Banana-throwing is still maddeningly common in sports like European soccer, but such explicit displays of racist behavior are largely absent from American games now. That’s obviously a good thing, but while we can’t stop every idiot fan who wants to do something stupid, we also shouldn’t allow the rarity of incidents like this to obscure the fact that racism toward black athletes still manifests itself in different ways quite often. After Jones tweeted about the incident, for instance, Twitter users questioned whether it was racially motivated or if it was just regular heckling, as if bananas are common ballpark cuisine along the lines of beer, sunflower seeds, and peanuts. Other black athletes have faced similar backlash on social media, where the n-word is still aimed at them in depressingly common fashion: after he scored a game-winning goal in the playoffs two years ago, fans showered NHL player Joel Ward with the racial slurs.

As I wrote last week, the progress we have made on racism in sports shouldn’t goad us into pretending that sports are somehow a safe space in a racially divided society. Wealth and fame doesn’t eliminate the ways black athletes are perceived and treated differently on and off the field than their white teammates, as reactions after Trayvon Martin’s death and other off-field incidents have shown us. Banana-tossing may be an outlier, but it’s still a result of already-existing biases, not an incident totally divorced from reality.

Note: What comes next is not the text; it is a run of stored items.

//! Significant-line counting.
//!
//! A line is significant when, after trimming, it is not empty and does not
//! start with one of [`COMMENT_MARKERS`]. The test is a plain prefix check on
//! each line in isolation:
//!
//! - there is no block-comment state, so the body of a `/* ... */` block only
//!   drops out when each of its lines starts with a marker (usually `*`);
//! - markers are the same for every language, so a `#include` in C or a
//!   `#[derive]` in Rust is treated as a comment just like `# note` in Python;
//! - string literals are not recognized.

use std::fs::File;
use std::io::{self, BufRead, BufReader};
use std::path::Path;

use crate::error::Diagnostic;

/// Line prefixes treated as comments, checked in this order.
pub const COMMENT_MARKERS: [&str; 8] = ["///", "//", "/*", "*/", "-->", "<!--", "#", "*"];

/// Whether a single line counts as a line of code.
pub fn is_significant_line(line: &str) -> bool {
    let line = line.trim();
    !line.is_empty() && !COMMENT_MARKERS.iter().any(|m| line.starts_with(m))
}

/// Result of counting one file.
#[derive(Debug, Clone, PartialEq, Eq)]
pub struct LineCount {
    /// Significant lines read before the end of the file or the first error
    pub lines: u64,
    /// Set when the file could not be opened or read to the end
    pub diagnostic: Option<Diagnostic>,
}

/// Count significant lines from a reader.
///
/// Stops at the first read error (including invalid UTF-8) and returns the
/// lines counted so far together with that error.
pub fn count_reader<R: BufRead>(reader: R) -> (u64, Option<io::Error>) {
    let mut count = 0;

    for (index, line) in reader.lines().enumerate() {
        let line = match line {
            Ok(line) => line,
            Err(e) => return (count, Some(e)),
        };
        let line = if index == 0 {
            line.trim_start_matches('\u{feff}')
        } else {
            &line
        };
        if is_significant_line(line) {
            count += 1;
        }
    }

    (count, None)
}

/// Count significant lines in an in-memory string.
pub fn count_lines_in_str(text: &str) -> u64 {
    count_reader(text.as_bytes()).0
}

/// Count significant lines in a file.
///
/// Open and read failures never abort: the count accumulated so far (zero
/// if the file could not be opened) comes back with a diagnostic naming the
/// file and the error.
pub fn count_significant_lines(path: impl AsRef<Path>) -> LineCount {
    let path = path.as_ref();

    let file = match File::open(path) {
        Ok(file) => file,
        Err(e) => {
            let diagnostic = Diagnostic::file_read(path, e);
            log::warn!("{}", diagnostic);
            return LineCount {
                lines: 0,
                diagnostic: Some(diagnostic),
            };
        }
    };

    let (lines, error) = count_reader(BufReader::new(file));
    let diagnostic = error.map(|e| Diagnostic::file_read(path, e));
    if let Some(ref d) = diagnostic {
        log::warn!("{}", d);
    }

    LineCount { lines, diagnostic }
}

#[cfg(test)]
mod tests {
    use super::*;
    use crate::error::DiagnosticKind;
    use std::fs;
    use tempfile::tempdir;

    #[test]
    fn test_blank_lines_are_not_counted() {
        assert_eq!(count_lines_in_str(""), 0);
        assert_eq!(count_lines_in_str("\n\n   \n\t\n"), 0);
    }

    #[test]
    fn test_every_marker_is_a_comment() {
        let text = "/// doc\n// line\n/* open\n*/\n--> end\n<!-- html\n# hash\n* star\n";
        assert_eq!(count_lines_in_str(text), 0);
    }

    #[test]
    fn test_markers_after_indentation() {
        let text = "    // indented\n\t# tabbed\n   * continued\n";
        assert_eq!(count_lines_in_str(text), 0);
    }

    #[test]
    fn test_mixed_file() {
        let text = r#"// header
using System;

namespace Demo
{
    /* block */
    public class A
    {
        # region
        int x = 1; // trailing comment still counts
    }
}
"#;
        // using, namespace, {, public class, {, int x, }, }
        assert_eq!(count_lines_in_str(text), 8);
    }

    #[test]
    fn test_marker_must_be_a_prefix() {
        assert!(is_significant_line("x = 1  # comment"));
        assert!(is_significant_line("a // b"));
        assert!(is_significant_line("return a*b;"));
        assert!(!is_significant_line("#!/usr/bin/env python"));
    }

    #[test]
    fn test_block_comment_body_without_marker_counts() {
        // Known limitation: no state is kept between lines
        let text = "/*\n  plain text inside a block\n*/\n";
        assert_eq!(count_lines_in_str(text), 1);
    }

    #[test]
    fn test_crlf_and_bom() {
        let text = "\u{feff}// header\r\nfn main() {}\r\n\r\n";
        assert_eq!(count_lines_in_str(text), 1);
    }

    #[test]
    fn test_count_file() {
        let temp = tempdir().unwrap();
        let path = temp.path().join("a.py");
        fs::write(&path, "# comment\nimport os\n\nprint(os.getcwd())\n").unwrap();

        let count = count_significant_lines(&path);
        assert_eq!(count.lines, 2);
        assert!(count.diagnostic.is_none());
    }

    #[test]
    fn test_missing_file_reports_diagnostic() {
        let temp = tempdir().unwrap();
        let path = temp.path().join("missing.py");

        let count = count_significant_lines(&path);
        assert_eq!(count.lines, 0);
        let diagnostic = count.diagnostic.unwrap();
        assert_eq!(diagnostic.kind, DiagnosticKind::FileRead);
        assert_eq!(diagnostic.path, path);
    }

    #[test]
    fn test_invalid_utf8_keeps_partial_count() {
        let temp = tempdir().unwrap();
        let path = temp.path().join("binary.js");
        let mut bytes = b"let a = 1;\nlet b = 2;\n".to_vec();
        bytes.extend_from_slice(&[0xff, 0xfe, 0x00, b'\n']);
        bytes.extend_from_slice(b"let c = 3;\n");
        fs::write(&path, bytes).unwrap();

        let count = count_significant_lines(&path);
        assert_eq!(count.lines, 2);
        assert!(count.diagnostic.is_some());
    }

    #[test]
    fn test_directory_is_a_read_error() {
        let temp = tempdir().unwrap();

        let count = count_significant_lines(temp.path());
        assert_eq!(count.lines, 0);
        assert!(count.diagnostic.is_some());
    }
}
//! # codecountlib
//!
//! A lines of code counter library that classifies files by extension and
//! counts lines that are neither blank nor comments.
//!
//! ## Overview
//!
//! A run goes through four stages:
//!
//! - **Source**: load the extension → language table and find matching files
//! - **Data**: count significant lines per file and total them per language
//! - **Query**: sort the per-file and per-language views, compute percentages
//! - **Output**: format the views as string tables
//!
//! ## Counting rule
//!
//! After trimming, a line is skipped if it is empty or starts with one of
//! `///`, `//`, `/*`, `*/`, `-->`, `<!--`, `#` or `*`. Everything else counts.
//! This is a heuristic shared by every language, not a parser: lines inside a
//! block comment are only skipped if they start with a marker themselves.
//!
//! ## Failure handling
//!
//! Unreadable directories and files do not stop a run. They are returned as
//! [`Diagnostic`]s next to the counts. Only a missing root, a bad exclude
//! pattern or a broken language table produce a [`CodecountError`].
//!
//! ## Example
//!
//! ```rust
//! use codecountlib::{count_directory, CategoryQuerySet, ExtensionIndex, FilterConfig};
//! use std::fs;
//! use tempfile::tempdir;
//!
//! let dir = tempdir().unwrap();
//! fs::write(dir.path().join("a.py"), "import os\n\n# cwd\nprint(os.getcwd())\nos.sep\n").unwrap();
//! fs::write(dir.path().join("b.js"), "let x = 1;\nlet y = 2;\n").unwrap();
//!
//! let index = ExtensionIndex::builtin().unwrap();
//! let result = count_directory(dir.path(), &index, &FilterConfig::new()).unwrap();
//! assert_eq!(result.total, 5);
//!
//! let summary = CategoryQuerySet::from_result(&result);
//! assert_eq!(summary.items[0].category, "Python");
//! assert_eq!(summary.items[0].percentage, 60.0);
//! ```

pub mod data;
pub mod error;
pub mod output;
pub mod query;
pub mod source;

pub use data::{
    count_directory, count_file, count_significant_lines, is_significant_line, CategoryTotal,
    CountResult, FileRecord, LineCount,
};
pub use error::{CodecountError, Diagnostic, DiagnosticKind};
pub use output::{Report, ReportTable, TableRow};
pub use query::{CategoryQuerySet, FileLabel, FileQuerySet, Views};
pub use source::{
    discover_files, Discovery, ExtensionFilter, ExtensionIndex, FilterConfig, LanguageEntry,
};

/// Result type for codecountlib operations
pub type Result<T> = std::result::Result<T, CodecountError>;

Pretending otherwise makes it easy to avoid acknowledging the ways in which racism and racial differences still affect African-Americans, both athletes and not. Those acknowledgements are being made and those conversations are being had in the black community and in black publications like Ebony. But they need to be had in broader society too, and sports can be a vehicle to make that happen. By examining and acknowledging the ways in which racism and racial differences affect Adam Jones and Dwyane Wade and other athletes — people who seem to have “made it” and who certainly don’t seem disadvantaged by race or class or anything else — sports can hopefully help expand the conversation about how those differences affect black men and women who aren’t Adam Jones and Dwyane Wade too.